NEW YORK – A new update to guidelines from the American Urological Association for the management of patients with localized early-stage prostate cancer has endorsed selective use of genomic biomarker tests.
The AUA's 2022 update now states that clinicians may use tissue-based genomic biomarkers when added risk-stratification could alter their clinical decision-making. However, the guidelines don't endorse routine use of these tests, citing a lack of validation evidence that meets a high enough bar.
Despite the cautious take, test-makers greeted the new recommendations as positive.
"We're pleased that the updated guidelines recognize the impact genomic assays can have on treatment decision-making for men with localized prostate cancer," Daniel Shoskes, Exact Sciences' medical director of urologic oncology medical affairs, said in a statement.
The guidelines said available commercial tests, including Oncotype Dx, Myriad Genetics' Prolaris, and Veracyte's Decipher, can predict adverse pathology as well as the risks of biochemical recurrence, metastasis, and prostate cancer death.
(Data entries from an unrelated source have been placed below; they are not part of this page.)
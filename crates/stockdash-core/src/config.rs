use crate::ValidationError;

/// Public deployment of the price-history service.
pub const DEFAULT_BASE_URL: &str = "https://stock-history-i9qf.onrender.com";
pub const DEFAULT_TIMEOUT_MS: u64 = 10_000;

/// Connection settings for the history service.
#[derive(Debug, Clone, PartialEq, Eq)]
pub struct DashboardConfig {
    pub base_url: String,
    pub timeout_ms: u64,
    pub user_agent: String,
}

impl Default for DashboardConfig {
    fn default() -> Self {
        Self {
            base_url: String::from(DEFAULT_BASE_URL),
            timeout_ms: DEFAULT_TIMEOUT_MS,
            user_agent: format!("stockdash/{}", env!("CARGO_PKG_VERSION")),
        }
    }
}

impl DashboardConfig {
    pub fn with_base_url(mut self, base_url: impl Into<String>) -> Self {
        self.base_url = base_url.into();
        self
    }

    pub fn with_timeout_ms(mut self, timeout_ms: u64) -> Self {
        self.timeout_ms = timeout_ms;
        self
    }

    pub fn with_user_agent(mut self, user_agent: impl Into<String>) -> Self {
        self.user_agent = user_agent.into();
        self
    }

    pub fn validate(&self) -> Result<(), ValidationError> {
        let base = self.base_url.trim();
        if !(base.starts_with("http://") || base.starts_with("https://")) {
            return Err(ValidationError::InvalidBaseUrl {
                value: self.base_url.clone(),
            });
        }
        if self.timeout_ms == 0 {
            return Err(ValidationError::ZeroTimeout);
        }
        Ok(())
    }

    /// Base URL without trailing slashes, ready for path joining.
    pub fn normalized_base_url(&self) -> &str {
        self.base_url.trim().trim_end_matches('/')
    }
}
However, the authors wrote that most of these tests' validation evidence failed to meet their bar for review due to the use of surgical rather than biopsy specimens. And even the studies that did use biopsies still largely didn't pass muster.
"Two studies using biopsy data have shown that a cell cycle progression panel (Prolaris) score was associated with the risks of biochemical recurrence, metastatic disease, and prostate cancer death; however, only one of those studies met inclusion criteria," the group wrote. Studies of Oncotype Dx using needle biopsy tissue also failed to reach a high enough bar.
Based on the level of existing data, the guidelines panel decided to recommend against routine use but allow for clinicians to elect to use tests when added risk stratification may alter their course of treatment.
Cited examples include patients with high-volume Gleason score 6 cancer and some patients with intermediate-risk cancer who are interested in active surveillance.
"Prospective validation of the predictive capacity of genomic classifiers in localized disease will be important to support widespread use for treatment selection," the authors wrote.